J_bit_pos
plain-language theorem explainer
J_bit_pos asserts that the minimum non-trivial cost J_bit, defined as the natural logarithm of the golden ratio, is strictly positive. Researchers deriving Planck-scale constants or stellar assembly models cite this to anchor the coherence energy scale in the Recognition ledger. The proof is a one-line wrapper applying the standard logarithm positivity fact to the already-established inequality phi greater than one.

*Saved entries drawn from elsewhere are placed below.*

use glam::Vec2;
use winit::dpi::PhysicalSize;
use winit::event::{ElementState, MouseButton, MouseScrollDelta, WindowEvent};

/// Editor-level events produced from raw window input.
#[derive(Debug, Clone, Copy, PartialEq)]
pub enum EditorEvent {
    PointerUp { position: Vec2, additive: bool },
    Orbit { delta: Vec2 },
    Zoom { delta: f32 },
    Resized { size: PhysicalSize<u32> },
}

/// Folds window events into editor events, drained once per frame. Tracks the
/// cursor, the shift modifier (additive selection), and right-button drags
/// (camera orbit).
#[derive(Default)]
pub struct Input {
    events: Vec<EditorEvent>,
    cursor: Option<Vec2>,
    shift_held: bool,
    right_held: bool,
}

impl Input {
    pub fn new() -> Self {
        Self::default()
    }

    pub fn handle_window_event(&mut self, event: &WindowEvent) {
        match event {
            WindowEvent::CursorMoved { position, .. } => {
                let next = Vec2::new(position.x as f32, position.y as f32);
                if self.right_held {
                    if let Some(last) = self.cursor {
                        self.events.push(EditorEvent::Orbit { delta: next - last });
                    }
                }
                self.cursor = Some(next);
            }
            WindowEvent::ModifiersChanged(modifiers) => {
                self.shift_held = modifiers.state().shift_key();
            }
            WindowEvent::MouseInput { state, button, .. } => match button {
                MouseButton::Left => {
                    if *state == ElementState::Released {
                        if let Some(position) = self.cursor {
                            self.events
                                .push(EditorEvent::PointerUp { position, additive: self.shift_held });
                        }
                    }
                }
                MouseButton::Right => {
                    self.right_held = *state == ElementState::Pressed;
                }
                _ => {}
            },
            WindowEvent::MouseWheel { delta, .. } => {
                let amount = match delta {
                    MouseScrollDelta::LineDelta(_, y) => *y,
                    MouseScrollDelta::PixelDelta(position) => position.y as f32 / 40.0,
                };
                self.events.push(EditorEvent::Zoom { delta: amount });
            }
            WindowEvent::Resized(size) => {
                self.events.push(EditorEvent::Resized { size: *size });
            }
            _ => {}
        }
    }

    pub fn drain(&mut self) -> Vec<EditorEvent> {
        self.events.drain(..).collect()
    }

    pub fn cursor_position(&self) -> Option<Vec2> {
        self.cursor
    }

    pub fn shift_held(&self) -> bool {
        self.shift_held
    }
}
//! Rotations and the rebalancing policy
//!
//! Each function takes an owned subtree and returns the owned subtree that
//! replaces it, so no parent links are ever needed.

use tracing::trace;

use super::node::Node;

/// Rotate left: the right child becomes the subtree root.
///
/// ```text
///     a                b
///    / \              / \
///   x   b     =>     a   z
///      / \          / \
///     y   z        x   y
/// ```
pub(crate) fn rotate_left<K>(mut node: Box<Node<K>>) -> Box<Node<K>> {
    let Some(mut pivot) = node.right.take() else {
        return node;
    };
    node.right = pivot.left.take();
    node.update_stats();
    pivot.left = Some(node);
    pivot.update_stats();
    trace!(height = pivot.height, "rotated left");
    pivot
}

/// Rotate right: mirror image of [`rotate_left`].
pub(crate) fn rotate_right<K>(mut node: Box<Node<K>>) -> Box<Node<K>> {
    let Some(mut pivot) = node.left.take() else {
        return node;
    };
    node.left = pivot.right.take();
    node.update_stats();
    pivot.right = Some(node);
    pivot.update_stats();
    trace!(height = pivot.height, "rotated right");
    pivot
}

/// Refresh the node's stats and restore the AVL condition at this node.
///
/// Children must already be balanced with fresh stats; afterwards the
/// returned subtree root has `balance_factor` in `-1..=1`.
pub(crate) fn rebalance<K>(mut node: Box<Node<K>>) -> Box<Node<K>> {
    node.update_stats();
    match node.balance_factor {
        2 => {
            // left-right: straighten the left child first
            if node.left.as_ref().is_some_and(|left| left.balance_factor == -1) {
                node.left = node.left.take().map(rotate_left);
            }
            rotate_right(node)
        }
        -2 => {
            // right-left
            if node.right.as_ref().is_some_and(|right| right.balance_factor == 1) {
                node.right = node.right.take().map(rotate_right);
            }
            rotate_left(node)
        }
        _ => node,
    }
}
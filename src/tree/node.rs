//! Tree node
//!
//! Node = key + owned children + cached stats
//!   height: edges on the longest downward path (leaf = 0, empty = -1)
//!   balance_factor: height(left) - height(right)

/// Owned link to a child subtree
pub(crate) type Link<K> = Option<Box<Node<K>>>;

/// Height reported for an absent subtree
pub const EMPTY_HEIGHT: i32 = -1;

/// Tree node, exclusively owned by its parent (or by the tree for the root)
#[derive(Debug, Clone, PartialEq, Eq)]
#[cfg_attr(feature = "visualize", derive(serde::Serialize))]
pub struct Node<K> {
    pub(crate) key: K,
    pub(crate) left: Link<K>,
    pub(crate) right: Link<K>,
    pub(crate) height: i32,
    pub(crate) balance_factor: i32,
}

impl<K> Node<K> {
    /// Create a detached leaf
    pub(crate) fn leaf(key: K) -> Box<Self> {
        Box::new(Self {
            key,
            left: None,
            right: None,
            height: 0,
            balance_factor: 0,
        })
    }

    /// Stored key
    #[inline]
    pub fn key(&self) -> &K {
        &self.key
    }

    /// Left subtree, if any
    #[inline]
    pub fn left(&self) -> Option<&Node<K>> {
        self.left.as_deref()
    }

    /// Right subtree, if any
    #[inline]
    pub fn right(&self) -> Option<&Node<K>> {
        self.right.as_deref()
    }

    /// Cached height of the subtree rooted here
    #[inline]
    pub fn height(&self) -> i32 {
        self.height
    }

    /// Cached `height(left) - height(right)`
    #[inline]
    pub fn balance_factor(&self) -> i32 {
        self.balance_factor
    }

    /// Check if leaf (no children)
    #[inline]
    pub fn is_leaf(&self) -> bool {
        self.left.is_none() && self.right.is_none()
    }

    /// Recompute height and balance factor from the children.
    ///
    /// Children must already carry up-to-date stats.
    pub(crate) fn update_stats(&mut self) {
        let left = height_of(self.left.as_deref());
        let right = height_of(self.right.as_deref());
        self.height = left.max(right) + 1;
        self.balance_factor = left - right;
    }
}

/// Height of an optional subtree
#[inline]
pub(crate) fn height_of<K>(node: Option<&Node<K>>) -> i32 {
    node.map_or(EMPTY_HEIGHT, Node::height)
}
use anyhow::{Context, Result};
use avl_tree::{AvlTree, Node};
use clap::{Args, Parser, Subcommand};
use tracing::info;
use tracing_subscriber::EnvFilter;

#[derive(Parser, Debug)]
#[command(name = "avl", about = "Build an AVL tree from integer keys and inspect it")]
struct Cli {
    /// Log every rotation (overrides RUST_LOG).
    #[arg(short, long, global = true)]
    verbose: bool,

    #[command(subcommand)]
    command: Commands,
}

#[derive(Args, Debug)]
struct KeysArg {
    /// Keys inserted in order, comma separated (e.g. 50,25,75).
    #[arg(long, value_delimiter = ',', required = true, allow_hyphen_values = true)]
    keys: Vec<i64>,
}

#[derive(Subcommand, Debug)]
enum Commands {
    /// Print the tree shape, size and height.
    Show(KeysArg),
    /// List keys within a tree-edge distance of a target key.
    Within {
        #[command(flatten)]
        keys: KeysArg,
        /// Target key (must be in the tree).
        #[arg(long, allow_hyphen_values = true)]
        target: i64,
        /// Maximum number of edges from the target.
        #[arg(long, allow_hyphen_values = true)]
        distance: i64,
    },
    /// Remove keys one by one and print the resulting shape.
    Remove {
        #[command(flatten)]
        keys: KeysArg,
        /// Keys to remove, comma separated.
        #[arg(long, value_delimiter = ',', required = true, allow_hyphen_values = true)]
        remove: Vec<i64>,
    },
}

fn main() -> Result<()> {
    let cli = Cli::parse();
    init_tracing(cli.verbose);

    match cli.command {
        Commands::Show(KeysArg { keys }) => {
            let tree = build(keys);
            print_tree(&tree);
        }
        Commands::Within {
            keys: KeysArg { keys },
            target,
            distance,
        } => {
            let tree = build(keys);
            println!("{}", render_within(&tree, target, distance)?);
        }
        Commands::Remove {
            keys: KeysArg { keys },
            remove,
        } => {
            let mut tree = build(keys);
            for key in remove {
                tree.remove(&key)
                    .with_context(|| format!("failed to remove {key}"))?;
                info!(key, size = tree.size(), "removed");
            }
            print_tree(&tree);
        }
    }

    Ok(())
}

fn init_tracing(verbose: bool) {
    let filter = if verbose {
        EnvFilter::new("trace")
    } else {
        EnvFilter::try_from_default_env().unwrap_or_else(|_| EnvFilter::new("warn"))
    };
    tracing_subscriber::fmt()
        .with_env_filter(filter)
        .with_writer(std::io::stderr)
        .init();
}

fn build(keys: Vec<i64>) -> AvlTree<i64> {
    let requested = keys.len();
    let tree: AvlTree<i64> = keys.into_iter().collect();
    if tree.size() < requested {
        info!(duplicates = requested - tree.size(), "ignored duplicate keys");
    }
    tree
}

/// Keys near `target`, ascending and comma separated.
fn render_within(tree: &AvlTree<i64>, target: i64, distance: i64) -> Result<String> {
    let found = tree
        .elements_within_distance(&target, distance)
        .with_context(|| format!("query around {target} failed"))?;
    let listed: Vec<String> = found.iter().map(|key| key.to_string()).collect();
    Ok(listed.join(","))
}

fn print_tree(tree: &AvlTree<i64>) {
    println!("size: {}  height: {}", tree.size(), tree.height());
    match tree.root() {
        Some(root) => print_node(root, "", ""),
        None => println!("(empty)"),
    }
}

/// Sideways rendering: right subtree above, left subtree below.
fn print_node(node: &Node<i64>, prefix: &str, branch: &str) {
    if let Some(right) = node.right() {
        print_node(right, &format!("{prefix}    "), "/-- ");
    }
    println!(
        "{prefix}{branch}{} (h={}, bf={})",
        node.key(),
        node.height(),
        node.balance_factor()
    );
    if let Some(left) = node.left() {
        print_node(left, &format!("{prefix}    "), "\\-- ");
    }
}

#[cfg(test)]
mod tests {
    use super::*;

    fn sample() -> AvlTree<i64> {
        build(vec![50, 25, 75, 13, 37, 70, 80, 12, 15, 40, 85, 10])
    }

    #[test]
    fn test_within_lists_keys_in_order() {
        let tree = sample();
        assert_eq!(render_within(&tree, 37, 3).unwrap(), "12,13,15,25,37,40,50,75");
        assert_eq!(render_within(&tree, 85, 0).unwrap(), "85");
    }

    #[test]
    fn test_within_reports_failed_query() {
        let tree = sample();
        let err = render_within(&tree, 11, 2).unwrap_err();
        assert_eq!(err.to_string(), "query around 11 failed");
        assert_eq!(err.root_cause().to_string(), "key not found in tree");
    }

    #[test]
    fn test_cli_parses_comma_separated_keys() {
        let cli = Cli::try_parse_from([
            "avl", "within", "--keys", "5,-3,8", "--target", "-3", "--distance", "1",
        ])
        .unwrap();
        match cli.command {
            Commands::Within {
                keys: KeysArg { keys },
                target,
                distance,
            } => {
                assert_eq!(keys, vec![5, -3, 8]);
                assert_eq!(target, -3);
                assert_eq!(distance, 1);
            }
            other => panic!("unexpected command {other:?}"),
        }
    }
}
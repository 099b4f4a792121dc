use std::time::Duration;

use async_trait::async_trait;
use aws_sdk_s3::{Client, error::DisplayErrorContext, presigning::PresigningConfig};

use super::{SignedUpload, UploadSigner};
use crate::db::dao::{DaoLayerError, DaoResult};

#[derive(Debug, Clone)]
pub struct S3UploadSigner {
    client: Client,
    bucket: String,
}

impl S3UploadSigner {
    pub fn new(client: Client, bucket: impl Into<String>) -> Self {
        Self {
            client,
            bucket: bucket.into(),
        }
    }
}

#[async_trait]
impl UploadSigner for S3UploadSigner {
    async fn presign_put(&self, key: &str, expires_in: Duration) -> DaoResult<SignedUpload> {
        let config = PresigningConfig::expires_in(expires_in).map_err(DaoLayerError::presign)?;
        let request = self
            .client
            .put_object()
            .bucket(&self.bucket)
            .key(key)
            .presigned(config)
            .await
            .map_err(|err| DaoLayerError::presign(DisplayErrorContext(err).to_string()))?;

        Ok(SignedUpload {
            url: request.uri().to_string(),
            expires_in,
        })
    }
}
use std::sync::Arc;

use axum::{Router, middleware};
use tower_http::trace::TraceLayer;

use crate::{
    middleware::{catch_panic_layer, cors_layer, json_error_middleware},
    state::AppState,
};

use super::{public, todos};

pub fn router(state: Arc<AppState>) -> Router {
    Router::new()
        .merge(public::router())
        .merge(todos::router(state))
}

/// The router wrapped in the response post-processing every deployment uses:
/// JSON error bodies, panic capture, CORS headers and request tracing.
pub fn app(state: Arc<AppState>) -> Router {
    router(state)
        .layer(middleware::from_fn(json_error_middleware))
        .layer(catch_panic_layer())
        .layer(cors_layer())
        .layer(TraceLayer::new_for_http())
}
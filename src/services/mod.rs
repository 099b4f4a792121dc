pub mod context;
pub mod todo_service;

pub use context::ServiceContext;
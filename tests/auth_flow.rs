use axum::{
    body::{self, Body},
    http::{Request, StatusCode, header},
};
use jsonwebtoken::{Algorithm, EncodingKey, Header, encode};
use serde_json::{Value, json};
use tower::ServiceExt; // for `oneshot`

use serverless_todo::{
    auth::Claims,
    config::AuthMode,
    routes::app,
    test_helpers::{TestStorage, now_unix, sign_token, test_config, test_router, test_state},
};

fn hs256_app(secret: &str) -> axum::Router {
    let mut cfg = test_config();
    cfg.auth.mode = AuthMode::Hs256;
    cfg.auth.jwt_secret = Some(secret.to_string());
    app(test_state(cfg, &TestStorage::new()))
}

async fn call(app: axum::Router, request: Request<Body>) -> (StatusCode, Value) {
    let res = app.oneshot(request).await.unwrap();
    let status = res.status();
    let body = body::to_bytes(res.into_body(), usize::MAX).await.unwrap();
    let json: Value = serde_json::from_slice(&body).unwrap();
    (status, json)
}

fn list_with(auth: Option<String>) -> Request<Body> {
    let mut builder = Request::builder().uri("/todos");
    if let Some(auth) = auth {
        builder = builder.header(header::AUTHORIZATION, auth);
    }
    builder.body(Body::empty()).unwrap()
}

#[tokio::test]
async fn health_is_public() {
    let (app, _) = test_router();

    let (status, json) = call(
        app,
        Request::builder().uri("/health").body(Body::empty()).unwrap(),
    )
    .await;

    assert_eq!(status, StatusCode::OK);
    assert_eq!(json["status"], "ok");
}

#[tokio::test]
async fn todos_require_bearer_token() {
    let (app, _) = test_router();

    let (status, json) = call(app, list_with(None)).await;

    assert_eq!(status, StatusCode::UNAUTHORIZED);
    assert_eq!(json["error"], "Missing/invalid Authorization header");
}

#[tokio::test]
async fn garbage_token_is_rejected() {
    let (app, _) = test_router();

    let (status, _) = call(app, list_with(Some("Bearer not.a.jwt".into()))).await;

    assert_eq!(status, StatusCode::UNAUTHORIZED);
}

#[tokio::test]
async fn expired_token_is_rejected() {
    let (app, _) = test_router();
    let now = now_unix();
    let claims = Claims {
        sub: "alice".into(),
        iat: now - 7200,
        exp: now - 3600,
    };
    let token = encode(
        &Header::new(Algorithm::HS256),
        &claims,
        &EncodingKey::from_secret(b"whatever"),
    )
    .unwrap();

    let (status, _) = call(app, list_with(Some(format!("Bearer {token}")))).await;

    assert_eq!(status, StatusCode::UNAUTHORIZED);
}

#[tokio::test]
async fn hs256_mode_verifies_signature() {
    let app = hs256_app("right-secret");

    let forged = sign_token(b"wrong-secret", "alice");
    let (status, _) = call(app.clone(), list_with(Some(format!("Bearer {forged}")))).await;
    assert_eq!(status, StatusCode::UNAUTHORIZED);

    let token = sign_token(b"right-secret", "alice");
    let (status, json) = call(
        app,
        Request::builder()
            .method("POST")
            .uri("/todos")
            .header(header::AUTHORIZATION, format!("Bearer {token}"))
            .header(header::CONTENT_TYPE, "application/json")
            .body(Body::from(json!({"name": "signed"}).to_string()))
            .unwrap(),
    )
    .await;
    assert_eq!(status, StatusCode::CREATED);
    assert_eq!(json["item"]["userId"], "alice");
}
use std::sync::Arc;

use axum::{
    Json, Router,
    body::Bytes,
    extract::{Path, State},
    http::StatusCode,
    routing::{patch, post},
};
use serde::Serialize;

use crate::{
    auth::CallerId,
    db::entities::TodoItem,
    error::AppError,
    response::ApiResult,
    services::{ServiceContext, todo_service::TodoService},
    state::AppState,
};

#[derive(Debug, Serialize)]
pub struct CreatedTodoResponse {
    pub item: TodoItem,
}

#[derive(Debug, Serialize)]
pub struct TodoListResponse {
    pub items: Vec<TodoItem>,
}

#[derive(Debug, Serialize)]
#[serde(rename_all = "camelCase")]
pub struct UploadUrlResponse {
    pub upload_url: String,
}

pub fn router(state: Arc<AppState>) -> Router {
    Router::new()
        .route("/todos", post(create_todo).get(list_todos))
        .route("/todos/{todo_id}", patch(update_todo).delete(delete_todo))
        .route("/todos/{todo_id}/attachment", post(generate_upload_url))
        .with_state(state)
}

async fn create_todo(
    State(state): State<Arc<AppState>>,
    caller: CallerId,
    body: Bytes,
) -> ApiResult<(StatusCode, Json<CreatedTodoResponse>)> {
    let item = todo_service_from_state(&state)
        .create(&caller, &body)
        .await
        .map_err(|err| err.or_generic("Error creating todo"))?;
    Ok((StatusCode::CREATED, Json(CreatedTodoResponse { item })))
}

async fn list_todos(
    State(state): State<Arc<AppState>>,
    caller: CallerId,
) -> ApiResult<Json<TodoListResponse>> {
    let items = todo_service_from_state(&state)
        .list(&caller)
        .await
        .map_err(|err| err.or_generic("Error listing todos"))?;
    Ok(Json(TodoListResponse { items }))
}

async fn update_todo(
    State(state): State<Arc<AppState>>,
    caller: CallerId,
    Path(todo_id): Path<String>,
    body: Bytes,
) -> ApiResult<StatusCode> {
    if body.iter().all(u8::is_ascii_whitespace) || todo_id.trim().is_empty() {
        return Err(AppError::bad_request("Error updating todo"));
    }

    todo_service_from_state(&state)
        .update(&caller, &todo_id, &body)
        .await
        .map_err(|err| err.or_generic("Error updating todo"))?;
    Ok(StatusCode::NO_CONTENT)
}

async fn delete_todo(
    State(state): State<Arc<AppState>>,
    caller: CallerId,
    Path(todo_id): Path<String>,
) -> ApiResult<StatusCode> {
    todo_service_from_state(&state)
        .delete(&caller, &todo_id)
        .await
        .map_err(|err| err.or_generic("Error deleting todo"))?;
    Ok(StatusCode::NO_CONTENT)
}

async fn generate_upload_url(
    State(state): State<Arc<AppState>>,
    caller: CallerId,
    Path(todo_id): Path<String>,
) -> ApiResult<Json<UploadUrlResponse>> {
    let upload_url = todo_service_from_state(&state)
        .generate_upload_url(&caller, &todo_id)
        .await
        .map_err(|err| err.or_generic("Error uploading attachment"))?;
    Ok(Json(UploadUrlResponse { upload_url }))
}

fn todo_service_from_state(state: &AppState) -> TodoService {
    ServiceContext::from_state(state).todo()
}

Claim. $0 < J_{bit}$ where $J_{bit} := {ln} φ$ and $φ = (1 + √5)/2$ is the golden ratio.
background
The PhiForcing module establishes that self-similarity in a discrete ledger equipped with J-cost forces the scale ratio to satisfy the golden-ratio equation. J_bit is introduced as the minimum non-trivial cost via the definition J_bit := Real.log φ. The local setting is the forcing argument that begins from a discrete ledger, imposes self-similarity, and concludes that the only non-trivial solution is φ itself.
proof idea
This is a one-line wrapper that applies the Mathlib lemma Real.log_pos directly to the sibling fact phi_gt_one.
why it matters
The result supplies the positivity step required by PlanckScaleMatching (for the extremum condition and planck_scale_matching_cert) and by StellarAssembly and ConstantDerivations. It anchors the coherence quantum E_coh = φ^{-5} as the minimum energy for coherent recognition and supports the T5 J-uniqueness step in the forcing chain. Downstream certificates treat J_bit_pos as an input that guarantees the mass ladder and energy scales remain positive.